O almoço, embrulhado na toalha branca de algodão era transportado na tampa de vimes, porque como era para muita gente o cesto de asa mais pequeno não dava para levar tudo. Era o nosso Pedro ou um dos rapazes mais novos que andavam no trigo que vinham a casa buscar a tampa e muito cuidadosamente a levavam às costas pela levada adentro até ao Lombo. E à sombra dos pinheiros ou em qualquer outro espaço onde se pudessem abrigar do sol e do calor, todos se sentavam a almoçar, acompanhando as semilhas americanas e o bacalhau com um copo do nosso vinho que logo de manhã tinha sido levado no garrafão de cinco litros, aquele garrafão de vidro verde-escuro forrado com palhinha trançada.

Depois de todo colhido, os homens com aquela enorme foice roçavam o trigo separando as espigas do restolho que depois de amarrado em molhos seria arrumado no sobrado do palheiro, para na devida altura ser usado na cobertura dos nossos palheiros. As espigas eram arrumadas em montes para daí a uns dias serem debulhadas. Às vezes o pai chegava a dormir no sobrado para cuidar do trigo durante a noite, não fosse algum amigo do alheio atrever-se a lá ir roubar algum trigo para aumentar a sua colheita.

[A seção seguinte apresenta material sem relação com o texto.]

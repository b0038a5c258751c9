//! Typed control messages and their wire framing.
//!
//! Every message is a tagged enum value encoded with bincode behind a
//! little-endian `u32` length prefix, so a receiver can decode whatever
//! arrives without prior agreement on the type. The same framing carries
//! the terminal-size updates on the pty control stream and the datagram
//! envelopes inside SOCKS relay streams.

use serde::de::DeserializeOwned;
use serde::{Deserialize, Serialize};
use std::fmt;
use std::io::{self, Read, Write};
use std::time::{Duration, Instant};

use crate::error::is_timeout;
use crate::mux::Stream;
use crate::net::Conduit;

/// Number of bytes in the frame header (little-endian `u32`).
pub const FRAME_HEADER_LEN: usize = 4;

/// Upper bound on a single frame; anything larger is a decode error.
const MAX_FRAME_LEN: usize = 1024 * 1024;

const READ_CHUNK: usize = 8 * 1024;

/// Transport protocol of a forwarded connection.
#[derive(Debug, Clone, Copy, PartialEq, Eq, Serialize, Deserialize)]
pub enum Proto {
  Tcp,
  Udp,
}

impl fmt::Display for Proto {
  fn fmt(&self, f: &mut fmt::Formatter<'_>) -> fmt::Result {
    match self {
      Proto::Tcp => f.write_str("tcp"),
      Proto::Udp => f.write_str("udp"),
    }
  }
}

/// Control messages exchanged between master and slave.
#[derive(Debug, Clone, PartialEq, Serialize, Deserialize)]
pub enum Message {
  /// Identity exchange during the handshake. The id is opaque.
  Hello { id: String },
  /// Start the foreground job: run `exec` (or pipe stdio when empty),
  /// with a pty when requested. Opens one data stream, plus a size
  /// control stream in pty mode.
  Foreground { exec: String, pty: bool },
  /// Ask the slave to bind a listener and tunnel everything it accepts.
  PortFwd {
    proto: Proto,
    local_host: String,
    local_port: u16,
    remote_host: String,
    remote_port: u16,
  },
  /// Ask the receiver to dial a target and splice it to the next data
  /// stream.
  Connect { proto: Proto, host: String, port: u16 },
  /// SOCKS CONNECT: dial, answer with an RFC 1928 reply on the stream,
  /// then splice.
  SocksConnect { host: String, port: u16 },
  /// SOCKS UDP ASSOCIATE: open a relay socket and translate datagrams.
  SocksAssociate,
  /// One relayed UDP datagram inside an associate stream.
  SocksDatagram {
    host: String,
    port: u16,
    data: Vec<u8>,
  },
}

impl Message {
  /// Short name for log lines.
  pub fn kind(&self) -> &'static str {
    match self {
      Message::Hello { .. } => "hello",
      Message::Foreground { .. } => "foreground",
      Message::PortFwd { .. } => "portfwd",
      Message::Connect { .. } => "connect",
      Message::SocksConnect { .. } => "socks-connect",
      Message::SocksAssociate => "socks-associate",
      Message::SocksDatagram { .. } => "socks-datagram",
    }
  }
}

/// Terminal size update carried on the pty control stream.
#[derive(Debug, Clone, Copy, PartialEq, Eq, Serialize, Deserialize)]
pub struct WinSize {
  pub rows: u16,
  pub cols: u16,
}

/// Writes one framed payload to the given writer.
pub fn write_frame<W: Write, T: Serialize>(writer: &mut W, payload: &T) -> io::Result<()> {
  let data = bincode::serde::encode_to_vec(payload, bincode::config::standard())
    .map_err(|err| io::Error::new(io::ErrorKind::InvalidData, format!("encode frame: {err}")))?;
  let len = data.len() as u32;
  writer.write_all(&len.to_le_bytes())?;
  writer.write_all(&data)?;
  Ok(())
}

/// Reads one framed payload from the given reader.
pub fn read_frame<R: Read, T: DeserializeOwned>(reader: &mut R) -> io::Result<T> {
  let mut header = [0u8; FRAME_HEADER_LEN];
  reader.read_exact(&mut header)?;
  let len = u32::from_le_bytes(header) as usize;
  if len > MAX_FRAME_LEN {
    return Err(io::Error::new(
      io::ErrorKind::InvalidData,
      format!("frame of {len} bytes exceeds the limit"),
    ));
  }
  let mut buf = vec![0u8; len];
  reader.read_exact(&mut buf)?;
  decode_slice(&buf)
}

fn decode_slice<T: DeserializeOwned>(buf: &[u8]) -> io::Result<T> {
  let (value, _): (T, usize) =
    bincode::serde::decode_from_slice(buf, bincode::config::standard())
      .map_err(|err| io::Error::new(io::ErrorKind::InvalidData, format!("decode frame: {err}")))?;
  Ok(value)
}

/// One direction of the control plane, riding a dedicated stream.
///
/// Receiving buffers partial frames across calls, so a poll timeout in the
/// middle of a frame never desynchronizes the stream. Writers serialize at
/// a higher level; a channel itself has one owner.
pub struct ControlChannel {
  stream: Stream,
  buf: Vec<u8>,
  op_deadline: Duration,
}

impl ControlChannel {
  pub fn new(stream: Stream, op_deadline: Duration) -> Self {
    Self {
      stream,
      buf: Vec::new(),
      op_deadline,
    }
  }

  /// Sends one message, bounded by the control-op deadline.
  pub fn send(&mut self, message: &Message) -> io::Result<()> {
    self
      .stream
      .set_write_timeout(Some(self.op_deadline))?;
    write_frame(&mut self.stream, message)
  }

  /// Receives one message, waiting at most `timeout` (capped by the
  /// control-op deadline). Returns `TimedOut` when nothing complete
  /// arrived in time; any partial frame stays buffered for the next call.
  pub fn recv_timeout(&mut self, timeout: Duration) -> io::Result<Message> {
    let deadline = Instant::now() + timeout.min(self.op_deadline);
    loop {
      if let Some(message) = self.try_decode()? {
        return Ok(message);
      }
      let now = Instant::now();
      if now >= deadline {
        return Err(io::Error::new(
          io::ErrorKind::TimedOut,
          "control receive timed out",
        ));
      }
      self.stream.set_read_timeout(Some(deadline - now))?;
      let mut chunk = [0u8; READ_CHUNK];
      match self.stream.read(&mut chunk) {
        Ok(0) => {
          return Err(io::Error::new(
            io::ErrorKind::UnexpectedEof,
            "control stream closed",
          ));
        }
        Ok(n) => self.buf.extend_from_slice(&chunk[..n]),
        Err(err) if is_timeout(&err) => {
          return Err(io::Error::new(
            io::ErrorKind::TimedOut,
            "control receive timed out",
          ));
        }
        Err(err) => return Err(err),
      }
    }
  }

  /// Closes the underlying stream.
  pub fn close(&self) {
    self.stream.close();
  }

  fn try_decode(&mut self) -> io::Result<Option<Message>> {
    if self.buf.len() < FRAME_HEADER_LEN {
      return Ok(None);
    }
    let len =
      u32::from_le_bytes([self.buf[0], self.buf[1], self.buf[2], self.buf[3]]) as usize;
    if len > MAX_FRAME_LEN {
      return Err(io::Error::new(
        io::ErrorKind::InvalidData,
        format!("control frame of {len} bytes exceeds the limit"),
      ));
    }
    if self.buf.len() < FRAME_HEADER_LEN + len {
      return Ok(None);
    }
    let message = decode_slice(&self.buf[FRAME_HEADER_LEN..FRAME_HEADER_LEN + len])?;
    self.buf.drain(..FRAME_HEADER_LEN + len);
    Ok(Some(message))
  }
}

#[cfg(test)]
mod tests {
  use super::*;
  use crate::mux::{Mux, MuxConfig};
  use std::os::unix::net::UnixStream;

  fn stream_pair() -> (Stream, Stream, Mux, Mux) {
    let (near, far) = UnixStream::pair().expect("socket pair");
    let client = Mux::client(Box::new(near), MuxConfig::default()).expect("client");
    let server = Mux::server(Box::new(far), MuxConfig::default()).expect("server");
    let outbound = client.open().expect("open");
    let inbound = server.accept().expect("accept");
    (outbound, inbound, client, server)
  }

  #[test]
  fn tagged_messages_decode_without_prior_agreement() {
    let (tx, rx, _c, _s) = stream_pair();
    let mut out = ControlChannel::new(tx, Duration::from_secs(5));
    let mut inc = ControlChannel::new(rx, Duration::from_secs(5));

    let messages = vec![
      Message::Hello {
        id: "alpha".to_string(),
      },
      Message::Foreground {
        exec: "/bin/sh".to_string(),
        pty: true,
      },
      Message::Connect {
        proto: Proto::Udp,
        host: "10.0.0.1".to_string(),
        port: 53,
      },
      Message::SocksDatagram {
        host: "example.org".to_string(),
        port: 4242,
        data: vec![1, 2, 3, 4],
      },
    ];
    for message in &messages {
      out.send(message).expect("send");
    }
    for expected in &messages {
      let got = inc.recv_timeout(Duration::from_secs(2)).expect("recv");
      assert_eq!(&got, expected);
    }
  }

  #[test]
  fn recv_times_out_when_nothing_arrives() {
    let (_tx, rx, _c, _s) = stream_pair();
    let mut inc = ControlChannel::new(rx, Duration::from_secs(5));
    let before = Instant::now();
    let err = inc
      .recv_timeout(Duration::from_millis(100))
      .expect_err("nothing was sent");
    assert_eq!(err.kind(), io::ErrorKind::TimedOut);
    assert!(before.elapsed() < Duration::from_secs(2));
  }

  #[test]
  fn partial_frames_survive_a_poll_timeout() {
    let (mut tx, rx, _c, _s) = stream_pair();
    let mut inc = ControlChannel::new(rx, Duration::from_secs(5));

    let mut encoded = Vec::new();
    write_frame(
      &mut encoded,
      &Message::Hello {
        id: "split".to_string(),
      },
    )
    .expect("encode");

    // First half only: the receiver must time out and keep the bytes.
    tx.write_all(&encoded[..3]).expect("write prefix");
    let err = inc
      .recv_timeout(Duration::from_millis(80))
      .expect_err("frame is incomplete");
    assert_eq!(err.kind(), io::ErrorKind::TimedOut);

    tx.write_all(&encoded[3..]).expect("write rest");
    let got = inc.recv_timeout(Duration::from_secs(2)).expect("recv");
    assert_eq!(
      got,
      Message::Hello {
        id: "split".to_string()
      }
    );
  }

  #[test]
  fn oversized_frames_are_a_decode_error() {
    let (mut tx, rx, _c, _s) = stream_pair();
    let mut inc = ControlChannel::new(rx, Duration::from_secs(5));
    tx.write_all(&(u32::MAX).to_le_bytes()).expect("write");
    let err = inc
      .recv_timeout(Duration::from_secs(1))
      .expect_err("oversized");
    assert_eq!(err.kind(), io::ErrorKind::InvalidData);
  }

  #[test]
  fn winsize_uses_the_same_framing() {
    let (mut tx, mut rx, _c, _s) = stream_pair();
    write_frame(&mut tx, &WinSize { rows: 50, cols: 132 }).expect("send");
    let size: WinSize = read_frame(&mut rx).expect("recv");
    assert_eq!(size, WinSize { rows: 50, cols: 132 });
  }
}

Para nós os pequenos, estes eram dias bem passados. À tardinha chegávamos a casa cheios de terra dos pés até à cabeça, mas vínhamos muito descontraídos e felizes. Quando à noite depois da ceia nos sentávamos no terreiro a refrescar do calor, havia sempre as histórias e artices do dia para contar e as nossas alegres risadas que logo depois nos faziam cair na cama e dormir num sono só até ao outro dia de manhã.